====== DATA RECORDS

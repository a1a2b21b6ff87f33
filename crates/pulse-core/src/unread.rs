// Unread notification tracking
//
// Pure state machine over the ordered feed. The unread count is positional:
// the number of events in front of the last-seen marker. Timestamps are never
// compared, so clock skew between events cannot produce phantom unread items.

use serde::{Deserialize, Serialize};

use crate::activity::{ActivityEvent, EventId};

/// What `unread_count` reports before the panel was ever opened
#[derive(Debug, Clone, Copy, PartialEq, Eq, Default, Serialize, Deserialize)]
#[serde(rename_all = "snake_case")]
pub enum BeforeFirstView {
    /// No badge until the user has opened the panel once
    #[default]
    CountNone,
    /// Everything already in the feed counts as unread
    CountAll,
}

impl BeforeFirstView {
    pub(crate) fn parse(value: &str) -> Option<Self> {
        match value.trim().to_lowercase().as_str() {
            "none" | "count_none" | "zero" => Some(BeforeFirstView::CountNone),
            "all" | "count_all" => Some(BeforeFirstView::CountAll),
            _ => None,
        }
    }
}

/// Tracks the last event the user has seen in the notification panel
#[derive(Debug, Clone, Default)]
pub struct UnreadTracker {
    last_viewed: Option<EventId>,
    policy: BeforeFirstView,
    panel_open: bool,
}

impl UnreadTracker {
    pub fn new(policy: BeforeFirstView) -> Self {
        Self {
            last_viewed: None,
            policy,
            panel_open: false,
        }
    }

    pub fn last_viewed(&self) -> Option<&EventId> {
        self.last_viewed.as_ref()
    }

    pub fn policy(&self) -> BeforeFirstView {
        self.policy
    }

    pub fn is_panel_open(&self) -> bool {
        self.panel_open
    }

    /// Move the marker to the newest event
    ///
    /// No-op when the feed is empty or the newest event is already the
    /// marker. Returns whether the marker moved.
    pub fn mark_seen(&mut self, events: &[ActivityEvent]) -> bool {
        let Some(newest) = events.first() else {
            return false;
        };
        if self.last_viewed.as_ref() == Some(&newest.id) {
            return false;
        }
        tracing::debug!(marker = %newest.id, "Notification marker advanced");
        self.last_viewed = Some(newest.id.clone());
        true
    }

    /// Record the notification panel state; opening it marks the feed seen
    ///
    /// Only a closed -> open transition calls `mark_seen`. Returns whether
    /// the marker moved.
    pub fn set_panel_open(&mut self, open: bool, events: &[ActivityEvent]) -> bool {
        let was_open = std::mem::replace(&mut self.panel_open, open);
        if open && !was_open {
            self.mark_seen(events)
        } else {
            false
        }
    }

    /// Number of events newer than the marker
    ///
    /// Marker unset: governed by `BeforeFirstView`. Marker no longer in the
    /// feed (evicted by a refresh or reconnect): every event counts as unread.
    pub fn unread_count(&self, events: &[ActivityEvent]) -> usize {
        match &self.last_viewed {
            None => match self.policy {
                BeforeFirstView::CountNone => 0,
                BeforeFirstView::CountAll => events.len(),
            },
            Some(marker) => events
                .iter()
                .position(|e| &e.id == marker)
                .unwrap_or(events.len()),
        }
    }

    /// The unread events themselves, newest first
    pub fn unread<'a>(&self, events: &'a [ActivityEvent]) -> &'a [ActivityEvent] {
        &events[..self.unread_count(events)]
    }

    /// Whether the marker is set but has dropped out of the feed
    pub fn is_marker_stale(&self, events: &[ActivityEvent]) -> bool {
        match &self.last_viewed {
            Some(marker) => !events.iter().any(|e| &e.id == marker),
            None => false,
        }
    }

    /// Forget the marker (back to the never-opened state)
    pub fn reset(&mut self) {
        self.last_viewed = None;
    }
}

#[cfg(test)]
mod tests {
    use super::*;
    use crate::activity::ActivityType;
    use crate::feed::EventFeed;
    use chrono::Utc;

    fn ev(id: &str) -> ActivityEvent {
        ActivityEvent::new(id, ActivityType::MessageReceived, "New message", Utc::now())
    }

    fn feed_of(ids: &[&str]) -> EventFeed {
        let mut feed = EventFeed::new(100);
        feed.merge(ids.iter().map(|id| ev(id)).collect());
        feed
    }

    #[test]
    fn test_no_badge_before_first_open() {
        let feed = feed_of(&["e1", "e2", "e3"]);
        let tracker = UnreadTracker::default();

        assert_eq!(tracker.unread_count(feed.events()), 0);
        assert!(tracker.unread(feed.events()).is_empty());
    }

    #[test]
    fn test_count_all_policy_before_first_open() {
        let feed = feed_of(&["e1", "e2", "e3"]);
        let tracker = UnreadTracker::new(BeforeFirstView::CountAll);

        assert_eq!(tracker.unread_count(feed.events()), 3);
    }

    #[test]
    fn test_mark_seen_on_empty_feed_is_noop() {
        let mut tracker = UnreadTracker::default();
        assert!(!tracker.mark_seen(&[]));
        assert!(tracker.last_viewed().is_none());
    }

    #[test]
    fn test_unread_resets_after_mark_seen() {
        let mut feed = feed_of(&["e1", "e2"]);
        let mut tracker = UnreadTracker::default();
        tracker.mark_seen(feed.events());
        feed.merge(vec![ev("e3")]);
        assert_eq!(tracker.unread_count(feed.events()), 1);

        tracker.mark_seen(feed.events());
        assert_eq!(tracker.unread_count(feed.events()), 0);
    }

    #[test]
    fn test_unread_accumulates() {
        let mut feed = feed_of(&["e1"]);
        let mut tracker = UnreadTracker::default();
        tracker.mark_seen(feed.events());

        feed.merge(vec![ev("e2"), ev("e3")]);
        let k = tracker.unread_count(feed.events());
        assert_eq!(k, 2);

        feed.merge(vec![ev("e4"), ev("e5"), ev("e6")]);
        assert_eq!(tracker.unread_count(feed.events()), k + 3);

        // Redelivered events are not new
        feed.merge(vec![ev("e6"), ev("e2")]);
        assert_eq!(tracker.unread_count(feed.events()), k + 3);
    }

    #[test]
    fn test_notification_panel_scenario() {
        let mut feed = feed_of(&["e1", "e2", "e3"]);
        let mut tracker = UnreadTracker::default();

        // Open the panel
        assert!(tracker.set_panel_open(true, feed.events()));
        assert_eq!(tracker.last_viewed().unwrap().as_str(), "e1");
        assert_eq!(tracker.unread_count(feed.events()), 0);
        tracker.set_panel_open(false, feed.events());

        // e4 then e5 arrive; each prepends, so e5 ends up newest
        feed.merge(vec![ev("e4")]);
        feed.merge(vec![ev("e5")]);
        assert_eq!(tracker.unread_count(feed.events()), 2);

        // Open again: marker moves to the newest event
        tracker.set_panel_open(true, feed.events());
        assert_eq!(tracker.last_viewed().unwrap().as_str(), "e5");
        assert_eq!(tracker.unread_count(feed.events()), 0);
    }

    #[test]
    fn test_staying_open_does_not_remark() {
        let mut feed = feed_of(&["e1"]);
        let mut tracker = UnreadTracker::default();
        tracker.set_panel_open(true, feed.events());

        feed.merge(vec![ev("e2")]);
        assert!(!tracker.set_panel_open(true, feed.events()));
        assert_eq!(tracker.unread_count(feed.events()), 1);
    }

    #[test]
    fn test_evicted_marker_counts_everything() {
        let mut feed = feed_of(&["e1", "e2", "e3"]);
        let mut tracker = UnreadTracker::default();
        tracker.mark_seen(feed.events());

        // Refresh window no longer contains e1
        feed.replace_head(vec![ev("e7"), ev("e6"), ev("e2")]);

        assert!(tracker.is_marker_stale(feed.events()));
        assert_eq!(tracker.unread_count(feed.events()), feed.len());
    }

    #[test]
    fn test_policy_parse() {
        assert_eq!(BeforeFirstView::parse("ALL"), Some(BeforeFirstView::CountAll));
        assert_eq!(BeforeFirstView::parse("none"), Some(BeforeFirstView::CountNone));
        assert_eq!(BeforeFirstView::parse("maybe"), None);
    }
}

============
====== DATA RECORDS

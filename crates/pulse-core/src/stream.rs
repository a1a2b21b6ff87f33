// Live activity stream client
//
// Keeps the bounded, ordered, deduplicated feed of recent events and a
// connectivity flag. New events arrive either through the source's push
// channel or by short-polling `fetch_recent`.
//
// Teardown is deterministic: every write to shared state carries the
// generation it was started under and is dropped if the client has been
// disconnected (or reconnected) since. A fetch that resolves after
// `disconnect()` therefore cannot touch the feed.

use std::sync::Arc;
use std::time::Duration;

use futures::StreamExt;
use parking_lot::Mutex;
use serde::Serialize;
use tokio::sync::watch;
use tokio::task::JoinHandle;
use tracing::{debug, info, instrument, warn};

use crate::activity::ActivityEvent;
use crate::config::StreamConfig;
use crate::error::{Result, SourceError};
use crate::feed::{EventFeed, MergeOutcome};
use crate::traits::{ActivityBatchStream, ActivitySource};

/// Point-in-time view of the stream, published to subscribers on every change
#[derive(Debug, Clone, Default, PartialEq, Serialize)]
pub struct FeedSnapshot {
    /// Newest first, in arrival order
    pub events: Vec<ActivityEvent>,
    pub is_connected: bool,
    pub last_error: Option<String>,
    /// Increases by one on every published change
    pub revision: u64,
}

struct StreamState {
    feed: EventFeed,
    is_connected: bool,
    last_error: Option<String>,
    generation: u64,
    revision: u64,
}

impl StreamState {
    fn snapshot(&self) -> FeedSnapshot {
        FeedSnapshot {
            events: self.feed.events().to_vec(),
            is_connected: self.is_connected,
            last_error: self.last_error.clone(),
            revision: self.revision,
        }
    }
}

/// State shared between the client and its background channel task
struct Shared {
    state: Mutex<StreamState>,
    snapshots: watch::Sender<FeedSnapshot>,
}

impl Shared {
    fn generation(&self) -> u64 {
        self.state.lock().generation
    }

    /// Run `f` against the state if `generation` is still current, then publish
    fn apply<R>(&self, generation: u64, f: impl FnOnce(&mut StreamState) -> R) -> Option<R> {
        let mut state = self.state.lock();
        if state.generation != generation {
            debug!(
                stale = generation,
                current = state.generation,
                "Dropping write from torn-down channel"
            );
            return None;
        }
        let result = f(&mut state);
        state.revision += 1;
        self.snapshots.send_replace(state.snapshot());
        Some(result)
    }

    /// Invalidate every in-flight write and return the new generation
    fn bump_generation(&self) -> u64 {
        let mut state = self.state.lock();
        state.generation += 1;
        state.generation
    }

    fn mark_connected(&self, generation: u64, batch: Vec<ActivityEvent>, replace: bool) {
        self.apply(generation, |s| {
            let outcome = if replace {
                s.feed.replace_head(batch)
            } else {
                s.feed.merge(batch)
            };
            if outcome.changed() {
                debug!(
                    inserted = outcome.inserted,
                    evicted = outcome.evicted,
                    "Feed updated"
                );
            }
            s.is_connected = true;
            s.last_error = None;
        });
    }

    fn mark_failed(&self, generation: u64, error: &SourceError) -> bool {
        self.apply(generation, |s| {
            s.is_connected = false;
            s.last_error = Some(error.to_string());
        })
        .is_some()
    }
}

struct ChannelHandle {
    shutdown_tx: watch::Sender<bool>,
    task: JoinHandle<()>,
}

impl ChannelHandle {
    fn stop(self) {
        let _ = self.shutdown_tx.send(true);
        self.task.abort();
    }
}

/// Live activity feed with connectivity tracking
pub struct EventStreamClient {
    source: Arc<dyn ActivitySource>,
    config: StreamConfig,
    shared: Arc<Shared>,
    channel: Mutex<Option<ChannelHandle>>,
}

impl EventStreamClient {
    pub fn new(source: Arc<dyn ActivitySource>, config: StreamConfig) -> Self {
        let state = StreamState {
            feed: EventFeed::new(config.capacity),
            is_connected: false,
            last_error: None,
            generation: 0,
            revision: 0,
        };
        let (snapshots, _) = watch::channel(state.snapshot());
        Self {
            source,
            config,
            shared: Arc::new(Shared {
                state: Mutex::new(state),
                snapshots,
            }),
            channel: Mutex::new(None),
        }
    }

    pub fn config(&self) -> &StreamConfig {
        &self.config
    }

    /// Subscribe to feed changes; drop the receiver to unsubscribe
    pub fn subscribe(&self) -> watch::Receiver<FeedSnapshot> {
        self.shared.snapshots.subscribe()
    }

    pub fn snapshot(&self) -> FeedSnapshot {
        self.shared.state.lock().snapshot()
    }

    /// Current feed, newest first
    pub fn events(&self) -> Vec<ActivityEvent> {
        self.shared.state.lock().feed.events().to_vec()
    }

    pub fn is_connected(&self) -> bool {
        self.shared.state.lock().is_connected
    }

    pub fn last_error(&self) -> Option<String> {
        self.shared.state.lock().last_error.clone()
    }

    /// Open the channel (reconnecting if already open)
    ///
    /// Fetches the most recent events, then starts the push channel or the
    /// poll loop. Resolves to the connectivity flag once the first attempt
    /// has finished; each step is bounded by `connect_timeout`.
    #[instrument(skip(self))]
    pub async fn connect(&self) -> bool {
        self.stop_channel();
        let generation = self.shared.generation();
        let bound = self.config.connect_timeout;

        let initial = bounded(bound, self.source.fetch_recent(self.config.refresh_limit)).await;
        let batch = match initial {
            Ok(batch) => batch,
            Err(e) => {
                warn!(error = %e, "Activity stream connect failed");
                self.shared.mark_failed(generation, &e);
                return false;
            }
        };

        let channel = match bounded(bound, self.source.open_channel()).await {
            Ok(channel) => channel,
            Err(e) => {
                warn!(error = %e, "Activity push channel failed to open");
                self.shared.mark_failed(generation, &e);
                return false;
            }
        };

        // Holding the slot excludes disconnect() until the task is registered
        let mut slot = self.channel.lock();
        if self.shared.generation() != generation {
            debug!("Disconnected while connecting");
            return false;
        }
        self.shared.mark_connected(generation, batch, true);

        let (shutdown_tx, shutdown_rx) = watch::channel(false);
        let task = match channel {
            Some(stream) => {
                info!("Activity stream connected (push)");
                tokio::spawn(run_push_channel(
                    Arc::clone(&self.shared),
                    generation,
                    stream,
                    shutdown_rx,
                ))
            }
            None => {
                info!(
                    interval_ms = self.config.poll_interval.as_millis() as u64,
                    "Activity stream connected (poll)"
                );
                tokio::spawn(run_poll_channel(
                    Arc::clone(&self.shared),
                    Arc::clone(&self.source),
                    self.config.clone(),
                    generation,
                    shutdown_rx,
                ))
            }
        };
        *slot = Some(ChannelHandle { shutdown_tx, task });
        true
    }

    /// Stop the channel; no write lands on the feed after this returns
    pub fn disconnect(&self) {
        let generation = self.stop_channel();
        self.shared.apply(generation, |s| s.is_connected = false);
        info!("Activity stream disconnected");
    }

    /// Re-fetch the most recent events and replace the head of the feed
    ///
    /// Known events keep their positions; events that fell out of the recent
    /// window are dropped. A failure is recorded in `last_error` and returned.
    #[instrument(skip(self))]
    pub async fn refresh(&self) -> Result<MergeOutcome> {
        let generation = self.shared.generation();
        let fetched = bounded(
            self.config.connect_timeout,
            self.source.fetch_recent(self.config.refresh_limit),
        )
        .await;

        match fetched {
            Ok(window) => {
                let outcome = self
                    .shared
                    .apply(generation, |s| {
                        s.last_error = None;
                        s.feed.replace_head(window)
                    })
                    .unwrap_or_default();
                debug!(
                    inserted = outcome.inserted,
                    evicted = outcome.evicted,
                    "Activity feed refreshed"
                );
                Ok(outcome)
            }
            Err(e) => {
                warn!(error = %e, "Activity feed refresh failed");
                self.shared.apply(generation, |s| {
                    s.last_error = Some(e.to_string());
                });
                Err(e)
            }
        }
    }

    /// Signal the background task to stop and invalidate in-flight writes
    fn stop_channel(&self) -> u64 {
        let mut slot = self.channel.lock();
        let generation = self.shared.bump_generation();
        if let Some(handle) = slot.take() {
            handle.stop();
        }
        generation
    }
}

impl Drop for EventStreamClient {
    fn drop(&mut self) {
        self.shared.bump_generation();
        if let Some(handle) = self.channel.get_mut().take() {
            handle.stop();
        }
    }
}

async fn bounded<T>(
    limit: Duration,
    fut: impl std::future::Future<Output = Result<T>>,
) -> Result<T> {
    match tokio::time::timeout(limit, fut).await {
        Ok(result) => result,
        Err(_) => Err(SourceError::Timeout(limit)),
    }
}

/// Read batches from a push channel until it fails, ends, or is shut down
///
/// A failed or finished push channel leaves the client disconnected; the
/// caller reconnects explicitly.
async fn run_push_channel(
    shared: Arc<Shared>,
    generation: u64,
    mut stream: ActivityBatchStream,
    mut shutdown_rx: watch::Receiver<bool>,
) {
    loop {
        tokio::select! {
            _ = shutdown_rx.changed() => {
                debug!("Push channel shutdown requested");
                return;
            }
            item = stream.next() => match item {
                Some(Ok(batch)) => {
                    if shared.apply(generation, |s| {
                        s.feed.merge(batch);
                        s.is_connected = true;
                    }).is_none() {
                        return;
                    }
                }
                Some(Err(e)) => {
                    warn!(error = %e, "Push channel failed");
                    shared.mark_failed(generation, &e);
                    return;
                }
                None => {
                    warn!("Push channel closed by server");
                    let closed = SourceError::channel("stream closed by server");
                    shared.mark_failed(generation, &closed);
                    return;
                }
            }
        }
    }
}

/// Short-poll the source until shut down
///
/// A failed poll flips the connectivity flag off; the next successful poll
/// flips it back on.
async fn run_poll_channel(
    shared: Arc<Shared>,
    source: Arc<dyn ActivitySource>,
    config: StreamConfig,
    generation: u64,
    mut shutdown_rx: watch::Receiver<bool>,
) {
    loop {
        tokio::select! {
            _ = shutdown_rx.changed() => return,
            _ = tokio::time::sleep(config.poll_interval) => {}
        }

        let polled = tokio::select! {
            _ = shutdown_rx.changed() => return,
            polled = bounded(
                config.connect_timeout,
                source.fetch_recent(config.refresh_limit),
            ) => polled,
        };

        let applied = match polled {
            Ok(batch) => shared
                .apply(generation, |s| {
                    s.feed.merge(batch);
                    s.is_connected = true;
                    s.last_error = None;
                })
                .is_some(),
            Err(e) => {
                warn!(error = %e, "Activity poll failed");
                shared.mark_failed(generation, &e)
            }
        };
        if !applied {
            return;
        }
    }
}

============
====== DATA RECORDS

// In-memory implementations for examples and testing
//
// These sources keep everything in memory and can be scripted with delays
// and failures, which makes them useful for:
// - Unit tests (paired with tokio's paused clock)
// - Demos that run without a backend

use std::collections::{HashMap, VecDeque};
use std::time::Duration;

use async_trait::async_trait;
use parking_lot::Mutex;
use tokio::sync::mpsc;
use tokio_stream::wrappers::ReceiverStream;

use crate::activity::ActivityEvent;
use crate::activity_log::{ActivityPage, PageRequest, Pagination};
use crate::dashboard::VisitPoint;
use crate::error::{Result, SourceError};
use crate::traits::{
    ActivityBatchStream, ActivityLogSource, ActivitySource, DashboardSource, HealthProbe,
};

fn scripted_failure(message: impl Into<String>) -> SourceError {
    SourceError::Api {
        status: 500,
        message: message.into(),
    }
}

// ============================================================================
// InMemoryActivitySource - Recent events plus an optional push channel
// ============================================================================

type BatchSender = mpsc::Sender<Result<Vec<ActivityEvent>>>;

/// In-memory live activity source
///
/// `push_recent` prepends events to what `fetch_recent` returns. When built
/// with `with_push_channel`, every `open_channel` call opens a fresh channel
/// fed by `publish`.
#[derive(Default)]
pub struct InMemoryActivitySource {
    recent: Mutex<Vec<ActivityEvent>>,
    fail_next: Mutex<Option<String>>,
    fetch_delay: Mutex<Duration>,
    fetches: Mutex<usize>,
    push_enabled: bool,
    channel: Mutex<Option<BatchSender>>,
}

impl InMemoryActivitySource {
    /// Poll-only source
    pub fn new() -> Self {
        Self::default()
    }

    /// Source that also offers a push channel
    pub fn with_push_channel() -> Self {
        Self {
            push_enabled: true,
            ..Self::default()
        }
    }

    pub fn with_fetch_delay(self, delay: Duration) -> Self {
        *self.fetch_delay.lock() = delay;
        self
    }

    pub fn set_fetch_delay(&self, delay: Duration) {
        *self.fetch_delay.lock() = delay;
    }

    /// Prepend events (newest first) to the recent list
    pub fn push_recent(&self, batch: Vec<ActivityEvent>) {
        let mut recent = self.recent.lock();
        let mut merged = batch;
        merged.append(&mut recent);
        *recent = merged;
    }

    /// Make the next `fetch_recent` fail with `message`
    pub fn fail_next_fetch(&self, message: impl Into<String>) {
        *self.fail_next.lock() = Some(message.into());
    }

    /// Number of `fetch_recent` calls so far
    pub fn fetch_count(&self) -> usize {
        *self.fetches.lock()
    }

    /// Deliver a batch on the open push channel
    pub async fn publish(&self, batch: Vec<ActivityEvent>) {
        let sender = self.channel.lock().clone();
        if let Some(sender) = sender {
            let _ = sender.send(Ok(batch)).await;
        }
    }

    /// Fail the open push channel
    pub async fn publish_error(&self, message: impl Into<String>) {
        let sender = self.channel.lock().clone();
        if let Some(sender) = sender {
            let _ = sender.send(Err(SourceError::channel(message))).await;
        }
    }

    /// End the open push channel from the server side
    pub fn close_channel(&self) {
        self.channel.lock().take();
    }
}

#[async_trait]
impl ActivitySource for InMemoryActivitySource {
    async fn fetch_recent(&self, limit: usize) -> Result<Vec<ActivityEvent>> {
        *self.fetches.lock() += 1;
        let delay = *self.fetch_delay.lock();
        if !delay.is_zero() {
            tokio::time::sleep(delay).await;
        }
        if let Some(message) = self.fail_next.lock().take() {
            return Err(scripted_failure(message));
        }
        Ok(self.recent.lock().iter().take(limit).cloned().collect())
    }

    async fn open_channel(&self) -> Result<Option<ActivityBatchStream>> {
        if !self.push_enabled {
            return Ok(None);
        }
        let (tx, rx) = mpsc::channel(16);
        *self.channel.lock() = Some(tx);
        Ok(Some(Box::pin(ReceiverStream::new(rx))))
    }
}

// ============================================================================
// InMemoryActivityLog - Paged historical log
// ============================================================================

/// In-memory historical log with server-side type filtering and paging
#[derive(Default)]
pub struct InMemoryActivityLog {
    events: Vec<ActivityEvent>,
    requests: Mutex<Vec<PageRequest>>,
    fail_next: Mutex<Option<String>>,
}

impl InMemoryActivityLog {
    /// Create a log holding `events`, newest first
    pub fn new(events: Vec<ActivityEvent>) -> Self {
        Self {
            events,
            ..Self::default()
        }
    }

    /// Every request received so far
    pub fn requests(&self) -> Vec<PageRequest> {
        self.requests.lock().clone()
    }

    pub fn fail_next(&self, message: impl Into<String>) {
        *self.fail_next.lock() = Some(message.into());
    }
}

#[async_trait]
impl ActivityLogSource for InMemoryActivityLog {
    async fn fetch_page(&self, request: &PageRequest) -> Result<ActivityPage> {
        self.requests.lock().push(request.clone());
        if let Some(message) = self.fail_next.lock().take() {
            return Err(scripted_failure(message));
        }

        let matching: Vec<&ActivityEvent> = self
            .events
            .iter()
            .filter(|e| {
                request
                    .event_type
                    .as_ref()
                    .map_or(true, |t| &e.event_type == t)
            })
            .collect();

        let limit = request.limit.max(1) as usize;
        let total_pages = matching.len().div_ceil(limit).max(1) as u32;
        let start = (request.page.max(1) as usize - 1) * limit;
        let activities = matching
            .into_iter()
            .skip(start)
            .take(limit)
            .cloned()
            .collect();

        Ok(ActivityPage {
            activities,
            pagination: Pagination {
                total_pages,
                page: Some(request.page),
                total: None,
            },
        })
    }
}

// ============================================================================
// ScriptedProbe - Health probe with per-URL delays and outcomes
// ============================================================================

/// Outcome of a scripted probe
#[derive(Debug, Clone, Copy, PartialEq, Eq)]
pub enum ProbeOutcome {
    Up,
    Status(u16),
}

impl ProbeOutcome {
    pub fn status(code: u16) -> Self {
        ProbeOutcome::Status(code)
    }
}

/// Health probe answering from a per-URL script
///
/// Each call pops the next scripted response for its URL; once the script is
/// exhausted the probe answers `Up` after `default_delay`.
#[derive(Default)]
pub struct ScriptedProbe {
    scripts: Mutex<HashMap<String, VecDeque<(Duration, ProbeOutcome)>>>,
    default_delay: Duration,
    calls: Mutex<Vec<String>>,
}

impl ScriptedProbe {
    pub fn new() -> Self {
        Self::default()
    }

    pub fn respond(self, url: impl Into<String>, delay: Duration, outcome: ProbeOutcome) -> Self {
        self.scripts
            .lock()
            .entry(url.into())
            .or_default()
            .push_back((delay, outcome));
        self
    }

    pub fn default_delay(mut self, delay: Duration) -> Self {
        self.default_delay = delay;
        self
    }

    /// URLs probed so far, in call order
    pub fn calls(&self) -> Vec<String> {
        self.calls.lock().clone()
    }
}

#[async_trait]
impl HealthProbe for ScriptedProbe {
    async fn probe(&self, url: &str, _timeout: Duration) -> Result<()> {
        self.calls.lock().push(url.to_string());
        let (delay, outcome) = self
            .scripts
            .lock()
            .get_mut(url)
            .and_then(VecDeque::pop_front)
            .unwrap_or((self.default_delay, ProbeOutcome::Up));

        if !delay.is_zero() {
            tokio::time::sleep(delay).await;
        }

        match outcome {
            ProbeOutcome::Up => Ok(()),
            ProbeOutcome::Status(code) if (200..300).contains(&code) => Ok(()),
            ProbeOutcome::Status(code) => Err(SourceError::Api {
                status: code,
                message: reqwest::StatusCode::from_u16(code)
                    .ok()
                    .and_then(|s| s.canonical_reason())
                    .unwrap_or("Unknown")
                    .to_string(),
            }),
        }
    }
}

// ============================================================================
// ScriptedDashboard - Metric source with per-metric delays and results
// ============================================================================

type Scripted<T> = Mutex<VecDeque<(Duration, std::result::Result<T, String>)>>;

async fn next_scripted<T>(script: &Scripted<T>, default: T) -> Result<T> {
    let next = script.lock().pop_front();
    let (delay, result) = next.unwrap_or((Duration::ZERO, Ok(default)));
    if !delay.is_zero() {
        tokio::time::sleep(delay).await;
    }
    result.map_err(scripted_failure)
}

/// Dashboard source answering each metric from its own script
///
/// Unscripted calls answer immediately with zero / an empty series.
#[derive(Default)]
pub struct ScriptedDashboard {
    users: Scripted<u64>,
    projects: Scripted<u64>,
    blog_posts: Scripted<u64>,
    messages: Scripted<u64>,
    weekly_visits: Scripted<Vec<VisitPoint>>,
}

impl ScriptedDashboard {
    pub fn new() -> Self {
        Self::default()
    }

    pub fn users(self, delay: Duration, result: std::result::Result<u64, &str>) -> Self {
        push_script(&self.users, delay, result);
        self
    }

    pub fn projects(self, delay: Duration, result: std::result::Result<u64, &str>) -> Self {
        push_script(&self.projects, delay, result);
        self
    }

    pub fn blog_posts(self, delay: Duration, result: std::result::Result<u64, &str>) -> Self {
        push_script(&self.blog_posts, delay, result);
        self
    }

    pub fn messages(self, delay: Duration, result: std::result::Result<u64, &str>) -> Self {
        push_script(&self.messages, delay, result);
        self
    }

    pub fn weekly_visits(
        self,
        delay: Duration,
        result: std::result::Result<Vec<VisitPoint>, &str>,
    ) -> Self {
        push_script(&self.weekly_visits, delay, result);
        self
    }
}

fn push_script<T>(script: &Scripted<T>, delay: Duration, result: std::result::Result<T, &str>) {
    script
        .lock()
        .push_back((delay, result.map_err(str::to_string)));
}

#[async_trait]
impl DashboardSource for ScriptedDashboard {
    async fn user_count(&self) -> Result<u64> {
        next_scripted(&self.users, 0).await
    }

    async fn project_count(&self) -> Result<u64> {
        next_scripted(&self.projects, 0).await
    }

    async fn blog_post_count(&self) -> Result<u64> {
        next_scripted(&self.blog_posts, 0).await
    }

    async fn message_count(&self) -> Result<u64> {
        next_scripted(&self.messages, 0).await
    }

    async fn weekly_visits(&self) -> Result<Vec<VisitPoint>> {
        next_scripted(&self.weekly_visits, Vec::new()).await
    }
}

============

WHAT YOU WILL DO:
In the listing above, find the line with "let _ = sender.send(Ok(batch)).await;" and the line with "received so far"; set down exactly those two lines and every line between them, nothing more.

ANSWER FOR THE TASK:
            let _ = sender.send(Ok(batch)).await;
        }
    }

    /// Fail the open push channel
    pub async fn publish_error(&self, message: impl Into<String>) {
        let sender = self.channel.lock().clone();
        if let Some(sender) = sender {
            let _ = sender.send(Err(SourceError::channel(message))).await;
        }
    }

    /// End the open push channel from the server side
    pub fn close_channel(&self) {
        self.channel.lock().take();
    }
}

#[async_trait]
impl ActivitySource for InMemoryActivitySource {
    async fn fetch_recent(&self, limit: usize) -> Result<Vec<ActivityEvent>> {
        *self.fetches.lock() += 1;
        let delay = *self.fetch_delay.lock();
        if !delay.is_zero() {
            tokio::time::sleep(delay).await;
        }
        if let Some(message) = self.fail_next.lock().take() {
            return Err(scripted_failure(message));
        }
        Ok(self.recent.lock().iter().take(limit).cloned().collect())
    }

    async fn open_channel(&self) -> Result<Option<ActivityBatchStream>> {
        if !self.push_enabled {
            return Ok(None);
        }
        let (tx, rx) = mpsc::channel(16);
        *self.channel.lock() = Some(tx);
        Ok(Some(Box::pin(ReceiverStream::new(rx))))
    }
}

// ============================================================================
// InMemoryActivityLog - Paged historical log
// ============================================================================

/// In-memory historical log with server-side type filtering and paging
#[derive(Default)]
pub struct InMemoryActivityLog {
    events: Vec<ActivityEvent>,
    requests: Mutex<Vec<PageRequest>>,
    fail_next: Mutex<Option<String>>,
}

impl InMemoryActivityLog {
    /// Create a log holding `events`, newest first
    pub fn new(events: Vec<ActivityEvent>) -> Self {
        Self {
            events,
            ..Self::default()
        }
    }

    /// Every request received so far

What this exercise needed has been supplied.